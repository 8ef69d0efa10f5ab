use axum::http::Method;
use serenity::{all::ApplicationId, http::Http};
use std::sync::Arc;
use tower_http::cors::{Any, CorsLayer};
use tracing_subscriber::EnvFilter;

use crate::server::{config::Config, error::AppError, service::signature::SignatureVerifier};

/// Installs the global tracing subscriber.
///
/// Filtering follows `RUST_LOG` and falls back to `info` when it is unset or invalid.
pub fn init_tracing() {
    let filter = EnvFilter::try_from_default_env().unwrap_or_else(|_| EnvFilter::new("info"));

    tracing_subscriber::fmt().with_env_filter(filter).init();
}

/// Connects to the database and runs pending migrations.
///
/// Establishes a connection pool using the connection string from configuration,
/// then runs all pending SeaORM migrations so the `servers` table exists before the
/// first request is served.
///
/// # Arguments
/// - `config` - Application configuration containing the database URL
///
/// # Returns
/// - `Ok(DatabaseConnection)` - Connected database with migrations applied
/// - `Err(AppError)` - Failed to connect to database or run migrations
pub async fn connect_to_database(config: &Config) -> Result<sea_orm::DatabaseConnection, AppError> {
    use migration::{Migrator, MigratorTrait};
    use sea_orm::{ConnectOptions, Database};

    let mut opt = ConnectOptions::new(&config.database_url);
    opt.sqlx_logging(false);

    let db = Database::connect(opt).await?;

    Migrator::up(&db, None).await?;

    Ok(db)
}

/// Builds the Serenity REST client for the configured bot token.
///
/// Returns `None` without a token; Discord calls are then skipped at call time.
pub fn setup_discord_http(config: &Config) -> Option<Arc<Http>> {
    let Some(token) = config.discord_bot_token.as_deref() else {
        tracing::warn!("DISCORD_BOT_TOKEN not set, Discord REST calls are disabled");
        return None;
    };

    let http = Http::new(token);
    if let Some(application_id) = config.discord_application_id {
        http.set_application_id(ApplicationId::new(application_id.get()));
    }

    Some(Arc::new(http))
}

/// Parses the configured public key.
///
/// A malformed key does not stop the server: it starts with a verifier that rejects
/// every request, so misconfiguration surfaces as 401 responses rather than 5xx.
pub fn setup_signature_verifier(config: &Config) -> SignatureVerifier {
    match SignatureVerifier::from_hex(&config.discord_public_key) {
        Ok(verifier) => verifier,
        Err(e) => {
            tracing::error!(
                "DISCORD_PUBLIC_KEY is not a valid Ed25519 public key ({}), all interactions will be rejected",
                e
            );
            SignatureVerifier::reject_all()
        }
    }
}

/// CORS policy for the API routes.
pub fn cors_layer() -> CorsLayer {
    CorsLayer::new()
        .allow_origin(Any)
        .allow_methods([Method::GET, Method::POST, Method::OPTIONS])
        .allow_headers(Any)
}
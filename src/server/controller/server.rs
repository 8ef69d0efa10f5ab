use axum::{
    extract::{Path, Query, State},
    http::StatusCode,
    response::IntoResponse,
    Json,
};
use serde::Deserialize;

use crate::{
    model::{
        api::ErrorDto,
        server::{PaginatedServersDto, ServerDto},
    },
    server::{error::AppError, service::server::ServerService, state::AppState},
};

/// Tag for grouping listing endpoints in OpenAPI documentation
pub static SERVER_TAG: &str = "server";

/// Upper bound on `entries` per page.
pub const MAX_ENTRIES: u64 = 100;

#[derive(Deserialize)]
pub struct PaginationParams {
    #[serde(default)]
    pub page: u64,
    #[serde(default = "default_entries")]
    pub entries: u64,
}

fn default_entries() -> u64 {
    10
}

/// Get a page of verified listings, most recently bumped first.
///
/// # Arguments
/// - `state` - Application state containing the database connection
/// - `params` - Pagination parameters (page and entries)
///
/// # Returns
/// - `200 OK` - Paginated list of listings
/// - `500 Internal Server Error` - Database error
#[utoipa::path(
    get,
    path = "/api/servers",
    tag = SERVER_TAG,
    params(
        ("page" = Option<u64>, Query, description = "Page number (default: 0)"),
        ("entries" = Option<u64>, Query, description = "Items per page (default: 10, max: 100)")
    ),
    responses(
        (status = 200, description = "Successfully retrieved listings", body = PaginatedServersDto),
        (status = 500, description = "Internal server error", body = ErrorDto)
    ),
)]
pub async fn list_servers(
    State(state): State<AppState>,
    Query(params): Query<PaginationParams>,
) -> Result<impl IntoResponse, AppError> {
    let service = ServerService::new(&state.db);

    let per_page = params.entries.clamp(1, MAX_ENTRIES);
    let servers = service.get_paginated(params.page, per_page).await?;

    Ok((StatusCode::OK, Json(servers.into_dto())))
}

/// Get a single listing by its Discord guild id.
///
/// # Returns
/// - `200 OK` - The listing
/// - `404 Not Found` - No listing with this id
/// - `500 Internal Server Error` - Database error
#[utoipa::path(
    get,
    path = "/api/servers/{id}",
    tag = SERVER_TAG,
    params(
        ("id" = String, Path, description = "Discord guild ID")
    ),
    responses(
        (status = 200, description = "Successfully retrieved listing", body = ServerDto),
        (status = 404, description = "Listing not found", body = ErrorDto),
        (status = 500, description = "Internal server error", body = ErrorDto)
    ),
)]
pub async fn get_server(
    State(state): State<AppState>,
    Path(id): Path<String>,
) -> Result<impl IntoResponse, AppError> {
    let service = ServerService::new(&state.db);

    let server = service
        .get_by_id(&id)
        .await?
        .ok_or_else(|| AppError::NotFound(format!("Server {} not found", id)))?;

    Ok((StatusCode::OK, Json(server.into_dto())))
}
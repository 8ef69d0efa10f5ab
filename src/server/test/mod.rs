//! Shared fixtures for unit tests: in-memory fakes of the outbound dependencies and
//! request signing helpers.

pub mod fake;
use crate::{
    model::interaction::CommandOption,
    server::{
        model::discord::CreatedInvite,
        service::{
            discord::DiscordApi,
            interaction::{
                options::{resolve_invite_options, InviteOptions},
                CommandReply,
            },
        },
    },
};

pub const INVITE_PERMISSION_MESSAGE: &str =
    "I couldn't create an invite. Make sure I have the View Channels and Create Invite permissions.";
pub const INVITE_NO_CHANNEL_MESSAGE: &str =
    "No suitable text channel was found to create an invite in.";

/// Creates an invite on the guild's first text channel.
///
/// Two remote calls, each with its own failure message. Nothing is persisted locally.
/// The channel is the first text channel in the order Discord lists them; no attempt
/// is made to prefer a "general" or system channel.
pub async fn invite(
    discord: &dyn DiscordApi,
    guild_id: &str,
    options: &[CommandOption],
) -> CommandReply {
    let resolved = resolve_invite_options(options);

    let channels = match discord.list_guild_channels(guild_id).await {
        Ok(channels) => channels,
        Err(e) => {
            tracing::warn!("Failed to list channels for guild {}: {}", guild_id, e);
            return CommandReply::SoftFail(INVITE_PERMISSION_MESSAGE.to_string());
        }
    };

    let Some(channel) = channels.iter().find(|channel| channel.is_text()) else {
        return CommandReply::SoftFail(INVITE_NO_CHANNEL_MESSAGE.to_string());
    };

    match discord.create_invite(channel.id, &resolved.to_params()).await {
        Ok(invite) => CommandReply::Ok(format_invite_reply(&invite, resolved)),
        Err(e) => {
            tracing::warn!(
                "Failed to create invite on channel {} in guild {}: {}",
                channel.id,
                guild_id,
                e
            );
            CommandReply::SoftFail(INVITE_PERMISSION_MESSAGE.to_string())
        }
    }
}

fn format_invite_reply(invite: &CreatedInvite, options: InviteOptions) -> String {
    let expiry = match options.expiry_hours {
        0 => "never".to_string(),
        1 => "in 1 hour".to_string(),
        hours => format!("in {} hours", hours),
    };
    let uses = match options.max_uses {
        0 => "unlimited".to_string(),
        uses => uses.to_string(),
    };

    format!(
        "Here is your invite: {}\nExpires: {}\nMax uses: {}",
        invite.url(),
        expiry,
        uses
    )
}
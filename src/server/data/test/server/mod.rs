use crate::server::data::server::ServerRepository;
use chrono::Utc;
use sea_orm::{DbErr, EntityTrait};
use test_utils::{builder::TestBuilder, factory};

mod find_by_id;
mod get_verified_paginated;
mod touch_updated_at;
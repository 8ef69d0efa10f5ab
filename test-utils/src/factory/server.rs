//! Listing factory for creating test `servers` rows.
//!
//! Provides a builder with sensible defaults so tests only spell out the
//! fields they actually assert on.

use crate::factory::helpers::next_id;
use chrono::{DateTime, Utc};
use sea_orm::{ActiveModelTrait, ActiveValue, DatabaseConnection, DbErr};

/// Factory for creating test listings with customizable fields.
///
/// # Example
///
/// ```rust,ignore
/// use test_utils::factory::server::ServerFactory;
///
/// let server = ServerFactory::new(&db)
///     .id("987654321")
///     .name("Custom Server")
///     .updated_at(Utc::now() - chrono::Duration::hours(3))
///     .build()
///     .await?;
/// ```
pub struct ServerFactory<'a> {
    db: &'a DatabaseConnection,
    id: String,
    name: String,
    description: Option<String>,
    invite_url: Option<String>,
    verified: bool,
    created_at: DateTime<Utc>,
    updated_at: DateTime<Utc>,
}

impl<'a> ServerFactory<'a> {
    /// Creates a new ServerFactory with default values.
    ///
    /// Defaults:
    /// - id: auto-incremented numeric string
    /// - name: `"Server {id}"`
    /// - description / invite_url: `None`
    /// - verified: `true`
    /// - created_at / updated_at: `Utc::now()`
    pub fn new(db: &'a DatabaseConnection) -> Self {
        let id = next_id();
        let now = Utc::now();
        Self {
            db,
            id: id.to_string(),
            name: format!("Server {}", id),
            description: None,
            invite_url: None,
            verified: true,
            created_at: now,
            updated_at: now,
        }
    }

    /// Sets the listing id (the Discord guild id).
    pub fn id(mut self, id: impl Into<String>) -> Self {
        self.id = id.into();
        self
    }

    pub fn name(mut self, name: impl Into<String>) -> Self {
        self.name = name.into();
        self
    }

    pub fn description(mut self, description: Option<String>) -> Self {
        self.description = description;
        self
    }

    pub fn invite_url(mut self, invite_url: Option<String>) -> Self {
        self.invite_url = invite_url;
        self
    }

    /// Sets whether an admin has verified the listing.
    pub fn verified(mut self, verified: bool) -> Self {
        self.verified = verified;
        self
    }

    /// Sets the bump timestamp.
    pub fn updated_at(mut self, updated_at: DateTime<Utc>) -> Self {
        self.updated_at = updated_at;
        self
    }

    /// Builds and inserts the listing into the database.
    ///
    /// # Returns
    /// - `Ok(entity::server::Model)` - Created listing
    /// - `Err(DbErr)` - Database error during insert
    pub async fn build(self) -> Result<entity::server::Model, DbErr> {
        entity::server::ActiveModel {
            id: ActiveValue::Set(self.id),
            name: ActiveValue::Set(self.name),
            description: ActiveValue::Set(self.description),
            invite_url: ActiveValue::Set(self.invite_url),
            verified: ActiveValue::Set(self.verified),
            created_at: ActiveValue::Set(self.created_at),
            updated_at: ActiveValue::Set(self.updated_at),
        }
        .insert(self.db)
        .await
    }
}

/// Creates a listing with default values.
///
/// Shorthand for `ServerFactory::new(db).build().await`.
pub async fn create_server(db: &DatabaseConnection) -> Result<entity::server::Model, DbErr> {
    ServerFactory::new(db).build().await
}
use async_trait::async_trait;
use chrono::{DateTime, Utc};
use sea_orm::DbErr;
use std::{
    collections::HashMap,
    sync::{
        atomic::{AtomicUsize, Ordering},
        Mutex,
    },
};

use crate::{
    model::command::CommandSpec,
    server::{
        error::discord::DiscordApiError,
        model::{
            discord::{CreatedInvite, DiscordChannel, InviteParams, TEXT_CHANNEL_KIND},
            server::ServerRecord,
        },
        service::{discord::DiscordApi, server::ServerRecordStore},
    },
};

pub fn server_record(id: &str, updated_at: DateTime<Utc>) -> ServerRecord {
    ServerRecord {
        id: id.to_string(),
        name: format!("Server {}", id),
        description: None,
        invite_url: None,
        verified: true,
        created_at: updated_at,
        updated_at,
    }
}

/// In-memory listing store with call counters and switchable failures.
#[derive(Default)]
pub struct FakeServerStore {
    servers: Mutex<HashMap<String, ServerRecord>>,
    fail_reads: bool,
    fail_writes: bool,
    find_calls: AtomicUsize,
    touch_calls: AtomicUsize,
}

impl FakeServerStore {
    pub fn new() -> Self {
        Self::default()
    }

    pub fn with_server(self, server: ServerRecord) -> Self {
        self.servers
            .lock()
            .unwrap()
            .insert(server.id.clone(), server);
        self
    }

    pub fn failing_reads(mut self) -> Self {
        self.fail_reads = true;
        self
    }

    pub fn failing_writes(mut self) -> Self {
        self.fail_writes = true;
        self
    }

    pub fn get(&self, id: &str) -> Option<ServerRecord> {
        self.servers.lock().unwrap().get(id).cloned()
    }

    pub fn len(&self) -> usize {
        self.servers.lock().unwrap().len()
    }

    pub fn find_calls(&self) -> usize {
        self.find_calls.load(Ordering::SeqCst)
    }

    pub fn touch_calls(&self) -> usize {
        self.touch_calls.load(Ordering::SeqCst)
    }
}

#[async_trait]
impl ServerRecordStore for FakeServerStore {
    async fn find_server(&self, id: &str) -> Result<Option<ServerRecord>, DbErr> {
        self.find_calls.fetch_add(1, Ordering::SeqCst);
        if self.fail_reads {
            return Err(DbErr::Custom("read failure".to_string()));
        }

        Ok(self.get(id))
    }

    async fn touch_server(&self, id: &str, at: DateTime<Utc>) -> Result<bool, DbErr> {
        self.touch_calls.fetch_add(1, Ordering::SeqCst);
        if self.fail_writes {
            return Err(DbErr::Custom("write failure".to_string()));
        }

        match self.servers.lock().unwrap().get_mut(id) {
            Some(server) => {
                server.updated_at = at;
                Ok(true)
            }
            None => Ok(false),
        }
    }
}

/// Scripted Discord REST client recording every call it receives.
pub struct FakeDiscordApi {
    channels: Vec<DiscordChannel>,
    invite_code: String,
    fail_channel_list: bool,
    fail_invite: bool,
    fail_registration: bool,
    list_calls: AtomicUsize,
    invite_calls: AtomicUsize,
    register_calls: AtomicUsize,
    last_invite: Mutex<Option<(u64, InviteParams)>>,
    registered: Mutex<Vec<CommandSpec>>,
}

impl FakeDiscordApi {
    /// One text channel with id 111 and invite code `abc123`.
    pub fn new() -> Self {
        Self {
            channels: vec![DiscordChannel {
                id: 111,
                kind: TEXT_CHANNEL_KIND,
            }],
            invite_code: "abc123".to_string(),
            fail_channel_list: false,
            fail_invite: false,
            fail_registration: false,
            list_calls: AtomicUsize::new(0),
            invite_calls: AtomicUsize::new(0),
            register_calls: AtomicUsize::new(0),
            last_invite: Mutex::new(None),
            registered: Mutex::new(Vec::new()),
        }
    }

    pub fn with_channels(mut self, channels: Vec<DiscordChannel>) -> Self {
        self.channels = channels;
        self
    }

    pub fn failing_channel_list(mut self) -> Self {
        self.fail_channel_list = true;
        self
    }

    pub fn failing_invite(mut self) -> Self {
        self.fail_invite = true;
        self
    }

    pub fn failing_registration(mut self) -> Self {
        self.fail_registration = true;
        self
    }

    pub fn list_calls(&self) -> usize {
        self.list_calls.load(Ordering::SeqCst)
    }

    pub fn invite_calls(&self) -> usize {
        self.invite_calls.load(Ordering::SeqCst)
    }

    pub fn register_calls(&self) -> usize {
        self.register_calls.load(Ordering::SeqCst)
    }

    pub fn last_invite(&self) -> Option<(u64, InviteParams)> {
        *self.last_invite.lock().unwrap()
    }

    pub fn registered_commands(&self) -> Vec<CommandSpec> {
        self.registered.lock().unwrap().clone()
    }
}

#[async_trait]
impl DiscordApi for FakeDiscordApi {
    async fn list_guild_channels(
        &self,
        _guild_id: &str,
    ) -> Result<Vec<DiscordChannel>, DiscordApiError> {
        self.list_calls.fetch_add(1, Ordering::SeqCst);
        if self.fail_channel_list {
            return Err(DiscordApiError::MissingBotToken);
        }

        Ok(self.channels.clone())
    }

    async fn create_invite(
        &self,
        channel_id: u64,
        params: &InviteParams,
    ) -> Result<CreatedInvite, DiscordApiError> {
        self.invite_calls.fetch_add(1, Ordering::SeqCst);
        *self.last_invite.lock().unwrap() = Some((channel_id, *params));
        if self.fail_invite {
            return Err(DiscordApiError::MissingBotToken);
        }

        Ok(CreatedInvite {
            code: self.invite_code.clone(),
        })
    }

    async fn overwrite_global_commands(
        &self,
        commands: &[CommandSpec],
    ) -> Result<usize, DiscordApiError> {
        self.register_calls.fetch_add(1, Ordering::SeqCst);
        if self.fail_registration {
            return Err(DiscordApiError::MissingApplicationId);
        }

        *self.registered.lock().unwrap() = commands.to_vec();
        Ok(commands.len())
    }
}
//! Publishes the slash command schema to Discord once at startup.

use crate::{
    model::command::{CommandOptionSpec, CommandSpec, CHAT_INPUT_COMMAND_TYPE, INTEGER_OPTION_TYPE},
    server::{
        config::Config,
        service::{
            discord::DiscordApi,
            interaction::options::{MAX_EXPIRY_HOURS, MAX_INVITE_USES},
        },
    },
};

pub const BUMP_COMMAND: &str = "bump";
pub const INVITE_COMMAND: &str = "invite";
pub const EXPIRY_OPTION: &str = "expiry";
pub const USES_OPTION: &str = "uses";

/// Every command this webhook answers, in registration order.
pub fn command_specs() -> Vec<CommandSpec> {
    vec![
        CommandSpec {
            name: BUMP_COMMAND.to_string(),
            description: "Bump this server to the top of the listing".to_string(),
            kind: CHAT_INPUT_COMMAND_TYPE,
            options: Vec::new(),
        },
        CommandSpec {
            name: INVITE_COMMAND.to_string(),
            description: "Create an invite link for this server".to_string(),
            kind: CHAT_INPUT_COMMAND_TYPE,
            options: vec![
                CommandOptionSpec {
                    kind: INTEGER_OPTION_TYPE,
                    name: EXPIRY_OPTION.to_string(),
                    description: "Hours until the invite expires (default 24, 0 for never)"
                        .to_string(),
                    required: false,
                    min_value: Some(0),
                    max_value: Some(i64::from(MAX_EXPIRY_HOURS)),
                },
                CommandOptionSpec {
                    kind: INTEGER_OPTION_TYPE,
                    name: USES_OPTION.to_string(),
                    description: "Maximum number of uses (default 0 for unlimited)".to_string(),
                    required: false,
                    min_value: Some(0),
                    max_value: Some(i64::from(MAX_INVITE_USES)),
                },
            ],
        },
    ]
}

#[derive(Debug, Clone, Copy, PartialEq, Eq)]
pub enum RegistrationOutcome {
    /// Discord accepted the command set and now holds this many commands.
    Registered(usize),
    /// Bot token or application id missing.
    Skipped,
    Failed,
}

/// Replaces the registered command set with `command_specs()`.
///
/// Never fails the caller: problems are logged and reported through the outcome so a
/// failed registration cannot block interaction handling.
pub async fn register_commands(discord: &dyn DiscordApi, config: &Config) -> RegistrationOutcome {
    if config.discord_bot_token.is_none() || config.discord_application_id.is_none() {
        tracing::warn!(
            "Skipping slash command registration, DISCORD_BOT_TOKEN and DISCORD_APPLICATION_ID are both required"
        );
        return RegistrationOutcome::Skipped;
    }

    match discord.overwrite_global_commands(&command_specs()).await {
        Ok(count) => {
            tracing::info!("Registered {} slash commands with Discord", count);
            RegistrationOutcome::Registered(count)
        }
        Err(e) => {
            tracing::error!("Failed to register slash commands: {}", e);
            RegistrationOutcome::Failed
        }
    }
}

# # # #

◆ Description of the task ◆
Take each line above that holds the string "const" and copy it.

◆ Exercise response ◆
pub const MAX_ENTRIES: u64 = 100;
pub const INVITE_PERMISSION_MESSAGE: &str =
pub const INVITE_NO_CHANNEL_MESSAGE: &str =
pub const BUMP_COMMAND: &str = "bump";
pub const INVITE_COMMAND: &str = "invite";
pub const EXPIRY_OPTION: &str = "expiry";
pub const USES_OPTION: &str = "uses";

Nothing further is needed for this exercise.